■ RECORDED DATA
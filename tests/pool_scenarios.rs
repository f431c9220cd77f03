//! Pool manager behaviour against in-process workers.

mod common;

use std::time::Duration;

use agent_pool::error::PoolError;
use agent_pool::pool::{JobEvent, JobEventKind, PoolHandle, ShutdownReport};
use agent_pool::protocol::{JobOptions, JobRequest, TerminalStatus};
use agent_pool::worker::WorkerState;
use tokio::sync::mpsc;

use common::{InProcessLauncher, TEST_TIMEOUT, collect_finished, test_config, wait_for};

fn request(session: &str, prompt: &str) -> JobRequest {
    JobRequest::new(session, prompt, JobOptions::default())
}

/// Start a pool and register one listener for every given session.
async fn started_pool(
    pool_size: usize,
    sessions: &[&str],
) -> (
    PoolHandle,
    std::sync::Arc<InProcessLauncher>,
    mpsc::UnboundedReceiver<JobEvent>,
) {
    let launcher = InProcessLauncher::new();
    let pool = PoolHandle::spawn(&test_config(pool_size), launcher.clone());
    tokio::time::timeout(TEST_TIMEOUT, pool.start())
        .await
        .expect("start timed out")
        .expect("pool failed to start");

    let (tx, rx) = mpsc::unbounded_channel();
    for session in sessions {
        pool.register_listener(*session, tx.clone());
    }
    (pool, launcher, rx)
}

fn started_worker(event: &JobEvent) -> Option<usize> {
    match event.kind {
        JobEventKind::Started { worker_id } => Some(worker_id),
        _ => None,
    }
}

async fn wait_until_usable(pool: &PoolHandle, count: usize) {
    tokio::time::timeout(TEST_TIMEOUT, async {
        loop {
            if pool.status().await.unwrap().usable_workers() == count {
                return;
            }
            tokio::time::sleep(Duration::from_millis(10)).await;
        }
    })
    .await
    .expect("pool capacity was not restored");
}

#[tokio::test]
async fn queued_job_takes_the_first_freed_worker() {
    let (pool, _launcher, mut rx) = started_pool(2, &["x", "y", "z"]).await;

    let x = pool.dispatch(request("x", "items=1 delay=200")).unwrap();
    let y = pool.dispatch(request("y", "items=1 delay=5000")).unwrap();
    let z = pool.dispatch(request("z", "items=1")).unwrap();

    let first = wait_for(&mut rx, |e| e.job_id == x && started_worker(e).is_some()).await;
    wait_for(&mut rx, |e| e.job_id == y && started_worker(e).is_some()).await;

    let status = pool.status().await.unwrap();
    assert_eq!(status.running, 2);
    assert_eq!(status.queued, 1);

    let events = collect_finished(&mut rx, 1).await;
    assert_eq!(
        events.last().map(|e| (e.job_id, e.kind.clone())),
        Some((x, JobEventKind::Finished(TerminalStatus::Success)))
    );

    let z_started = wait_for(&mut rx, |e| e.job_id == z && started_worker(e).is_some()).await;
    assert_eq!(started_worker(&z_started), started_worker(&first));

    pool.abort("y");
    let rest = collect_finished(&mut rx, 2).await;
    assert!(rest.iter().any(|e| e.job_id == y
        && e.kind == JobEventKind::Finished(TerminalStatus::Cancelled)));
    assert!(rest.iter().any(|e| e.job_id == z
        && e.kind == JobEventKind::Finished(TerminalStatus::Success)));
}

#[tokio::test]
async fn empty_prompt_never_reaches_a_worker() {
    let (pool, launcher, _rx) = started_pool(1, &["s"]).await;

    let err = pool.dispatch(request("s", "")).unwrap_err();
    assert!(matches!(err, PoolError::Validation(_)));
    assert!(err.to_string().contains("prompt"));

    let err = pool.dispatch(request(" ", "hello")).unwrap_err();
    assert!(err.to_string().contains("session_id"));

    let status = pool.status().await.unwrap();
    assert_eq!(status.queued + status.running, 0);
    assert!(launcher.calls().is_empty());
}

#[tokio::test]
async fn abort_without_a_job_is_a_no_op() {
    let (pool, _launcher, mut rx) = started_pool(1, &["busy"]).await;

    let job = pool.dispatch(request("busy", "items=3 delay=20")).unwrap();
    pool.abort("nobody");

    let events = collect_finished(&mut rx, 1).await;
    assert_eq!(
        events.last().map(|e| (e.job_id, e.kind.clone())),
        Some((job, JobEventKind::Finished(TerminalStatus::Success)))
    );
    let messages = events
        .iter()
        .filter(|e| matches!(e.kind, JobEventKind::Message(_)))
        .count();
    assert_eq!(messages, 3);
}

#[tokio::test]
async fn abort_cancels_a_running_job() {
    let (pool, _launcher, mut rx) = started_pool(1, &["s"]).await;

    let job = pool.dispatch(request("s", "items=50 delay=100")).unwrap();
    wait_for(&mut rx, |e| matches!(e.kind, JobEventKind::Message(_))).await;
    pool.abort("s");

    let events = collect_finished(&mut rx, 1).await;
    assert!(!events.iter().any(|e| matches!(e.kind, JobEventKind::Failed(_))));
    assert_eq!(
        common::finished_status(&events, job),
        vec![JobEventKind::Finished(TerminalStatus::Cancelled)]
    );

    // The worker is free again.
    let next = pool.dispatch(request("s", "items=1")).unwrap();
    let events = collect_finished(&mut rx, 1).await;
    assert_eq!(
        common::finished_status(&events, next),
        vec![JobEventKind::Finished(TerminalStatus::Success)]
    );
}

#[tokio::test]
async fn abort_removes_a_queued_job_without_contacting_a_worker() {
    let (pool, launcher, mut rx) = started_pool(1, &["running", "queued"]).await;

    let running = pool.dispatch(request("running", "items=1 delay=300")).unwrap();
    let queued = pool.dispatch(request("queued", "never-run")).unwrap();
    wait_for(&mut rx, |e| e.job_id == running && started_worker(e).is_some()).await;

    pool.abort("queued");
    let cancelled = wait_for(&mut rx, |e| e.job_id == queued).await;
    assert_eq!(
        cancelled.kind,
        JobEventKind::Finished(TerminalStatus::Cancelled)
    );

    collect_finished(&mut rx, 1).await;
    let prompts: Vec<_> = launcher.calls().into_iter().map(|c| c.prompt).collect();
    assert_eq!(prompts, ["items=1 delay=300"]);
}

#[tokio::test]
async fn worker_crash_fails_the_job_and_restores_capacity() {
    let (pool, launcher, mut rx) = started_pool(1, &["s"]).await;

    let job = pool.dispatch(request("s", "crash")).unwrap();
    let events = collect_finished(&mut rx, 1).await;

    let terminal: Vec<_> = events
        .iter()
        .filter(|e| e.job_id == job)
        .filter(|e| matches!(e.kind, JobEventKind::Failed(_) | JobEventKind::Finished(_)))
        .map(|e| e.kind.clone())
        .collect();
    assert_eq!(terminal.len(), 2);
    match &terminal[0] {
        JobEventKind::Failed(reason) => assert!(reason.contains("exited unexpectedly"), "{reason}"),
        other => panic!("expected a failure first, got {other:?}"),
    }
    assert_eq!(terminal[1], JobEventKind::Finished(TerminalStatus::Error));

    wait_until_usable(&pool, 1).await;
    let status = pool.status().await.unwrap();
    assert_eq!(status.workers[0].restarts, 1);
    assert_eq!(launcher.launches(), 2);

    let next = pool.dispatch(request("s", "items=1")).unwrap();
    let events = collect_finished(&mut rx, 1).await;
    assert_eq!(
        common::finished_status(&events, next),
        vec![JobEventKind::Finished(TerminalStatus::Success)]
    );
}

#[tokio::test]
async fn unreadable_output_fails_the_job_and_replaces_the_worker() {
    let (pool, launcher, mut rx) = started_pool(1, &["s"]).await;

    let job = pool.dispatch(request("s", "oversize items=1")).unwrap();
    let events = collect_finished(&mut rx, 1).await;

    let terminal: Vec<_> = events
        .iter()
        .filter(|e| e.job_id == job)
        .filter(|e| matches!(e.kind, JobEventKind::Failed(_) | JobEventKind::Finished(_)))
        .map(|e| e.kind.clone())
        .collect();
    assert_eq!(terminal.len(), 2);
    match &terminal[0] {
        JobEventKind::Failed(reason) => assert!(reason.contains("unreadable output"), "{reason}"),
        other => panic!("expected a failure first, got {other:?}"),
    }
    assert_eq!(terminal[1], JobEventKind::Finished(TerminalStatus::Error));
    assert!(
        !events
            .iter()
            .any(|e| e.job_id == job && matches!(e.kind, JobEventKind::Message(_)))
    );

    wait_until_usable(&pool, 1).await;
    assert_eq!(launcher.launches(), 2);
    let status = pool.status().await.unwrap();
    assert_eq!(status.running, 0);

    let next = pool.dispatch(request("s", "items=1")).unwrap();
    let events = collect_finished(&mut rx, 1).await;
    assert_eq!(
        common::finished_status(&events, next),
        vec![JobEventKind::Finished(TerminalStatus::Success)]
    );
}

#[tokio::test]
async fn engine_failures_end_in_a_single_error() {
    let (pool, _launcher, mut rx) = started_pool(2, &["early", "late", "panics"]).await;

    let early = pool.dispatch(request("early", "fail")).unwrap();
    let late = pool.dispatch(request("late", "items=2 fail-late")).unwrap();
    let panics = pool.dispatch(request("panics", "panic")).unwrap();
    let events = collect_finished(&mut rx, 3).await;

    for job in [early, late, panics] {
        assert_eq!(
            common::finished_status(&events, job),
            vec![JobEventKind::Finished(TerminalStatus::Error)]
        );
        assert!(
            events
                .iter()
                .any(|e| e.job_id == job && matches!(e.kind, JobEventKind::Failed(_)))
        );
    }

    let late_messages = events
        .iter()
        .filter(|e| e.job_id == late && matches!(e.kind, JobEventKind::Message(_)))
        .count();
    assert_eq!(late_messages, 2);

    let panic_reason = events.iter().find_map(|e| match &e.kind {
        JobEventKind::Failed(reason) if e.job_id == panics => Some(reason.clone()),
        _ => None,
    });
    assert!(panic_reason.unwrap().contains("scripted engine panic"));

    // Workers survive engine failures.
    assert_eq!(pool.status().await.unwrap().usable_workers(), 2);
}

#[tokio::test]
async fn one_running_job_per_session() {
    let (pool, _launcher, mut rx) = started_pool(2, &["s"]).await;

    let first = pool.dispatch(request("s", "items=2 delay=50")).unwrap();
    let second = pool.dispatch(request("s", "items=1")).unwrap();
    let events = collect_finished(&mut rx, 2).await;

    let position = |job, pred: fn(&JobEventKind) -> bool| {
        events
            .iter()
            .position(|e| e.job_id == job && pred(&e.kind))
            .unwrap()
    };
    let first_finished = position(first, |k| matches!(k, JobEventKind::Finished(_)));
    let second_started = position(second, |k| matches!(k, JobEventKind::Started { .. }));
    assert!(first_finished < second_started);
}

#[tokio::test]
async fn at_most_pool_size_jobs_run_in_fifo_order() {
    let sessions = ["a", "b", "c", "d", "e"];
    let (pool, _launcher, mut rx) = started_pool(2, &sessions).await;

    let jobs: Vec<_> = sessions
        .iter()
        .map(|s| pool.dispatch(request(s, "items=2 delay=20")).unwrap())
        .collect();
    let events = collect_finished(&mut rx, jobs.len()).await;

    let mut running = 0usize;
    let mut started_order = Vec::new();
    for event in &events {
        match event.kind {
            JobEventKind::Started { .. } => {
                running += 1;
                assert!(running <= 2, "more jobs running than workers");
                started_order.push(event.job_id);
            }
            JobEventKind::Finished(status) => {
                running -= 1;
                assert_eq!(status, TerminalStatus::Success);
            }
            _ => {}
        }
    }
    assert_eq!(started_order, jobs);
}

#[tokio::test]
async fn stop_during_a_job_ends_it_and_rejects_new_work() {
    let (pool, _launcher, mut rx) = started_pool(2, &["s"]).await;

    let job = pool.dispatch(request("s", "items=50 delay=100")).unwrap();
    wait_for(&mut rx, |e| matches!(e.kind, JobEventKind::Message(_))).await;

    let report = tokio::time::timeout(TEST_TIMEOUT, pool.stop())
        .await
        .unwrap()
        .unwrap();
    assert_eq!(report, ShutdownReport { acknowledged: 2, killed: 0 });

    let events = collect_finished(&mut rx, 1).await;
    assert_eq!(
        common::finished_status(&events, job),
        vec![JobEventKind::Finished(TerminalStatus::Cancelled)]
    );

    assert!(matches!(
        pool.dispatch(request("s", "again")),
        Err(PoolError::ShuttingDown)
    ));
    let status = pool.status().await.unwrap();
    assert!(status.workers.iter().all(|w| w.state == WorkerState::Terminated));
}

#[tokio::test]
async fn stop_kills_a_worker_that_ignores_shutdown() {
    let launcher = InProcessLauncher::new();
    let mut config = test_config(2);
    config.shutdown_timeout = Duration::from_millis(300);
    let pool = PoolHandle::spawn(&config, launcher.clone());
    pool.start().await.unwrap();

    let (tx, mut rx) = mpsc::unbounded_channel();
    pool.register_listener("stuck", tx);
    let job = pool.dispatch(request("stuck", "stuck")).unwrap();
    wait_for(&mut rx, |e| started_worker(e).is_some()).await;

    let report = tokio::time::timeout(TEST_TIMEOUT, pool.stop())
        .await
        .unwrap()
        .unwrap();
    assert_eq!(report, ShutdownReport { acknowledged: 1, killed: 1 });

    let events = collect_finished(&mut rx, 1).await;
    assert!(events
        .iter()
        .any(|e| e.job_id == job && matches!(e.kind, JobEventKind::Failed(_))));
    assert_eq!(
        common::finished_status(&events, job),
        vec![JobEventKind::Finished(TerminalStatus::Error)]
    );
}

#[tokio::test]
async fn queued_jobs_are_cancelled_by_stop() {
    let (pool, launcher, mut rx) = started_pool(1, &["a", "b"]).await;

    let a = pool.dispatch(request("a", "items=20 delay=100")).unwrap();
    let b = pool.dispatch(request("b", "items=1")).unwrap();
    wait_for(&mut rx, |e| e.job_id == a && started_worker(e).is_some()).await;

    pool.stop().await.unwrap();
    let events = collect_finished(&mut rx, 2).await;
    assert_eq!(
        common::finished_status(&events, b),
        vec![JobEventKind::Finished(TerminalStatus::Cancelled)]
    );
    assert!(!events.iter().any(|e| e.job_id == b && started_worker(e).is_some()));
    assert_eq!(launcher.calls().len(), 1);
}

■ WHAT YOU WILL DO
Would you please write out, exactly and with no other lines, the stretch of the listing above from the line containing "w.state == WorkerState::Terminated));" through the line containing "let mut config = test_config(2);"?

■ ANSWER BOX
    assert!(status.workers.iter().all(|w| w.state == WorkerState::Terminated));
}

#[tokio::test]
async fn stop_kills_a_worker_that_ignores_shutdown() {
    let launcher = InProcessLauncher::new();
    let mut config = test_config(2);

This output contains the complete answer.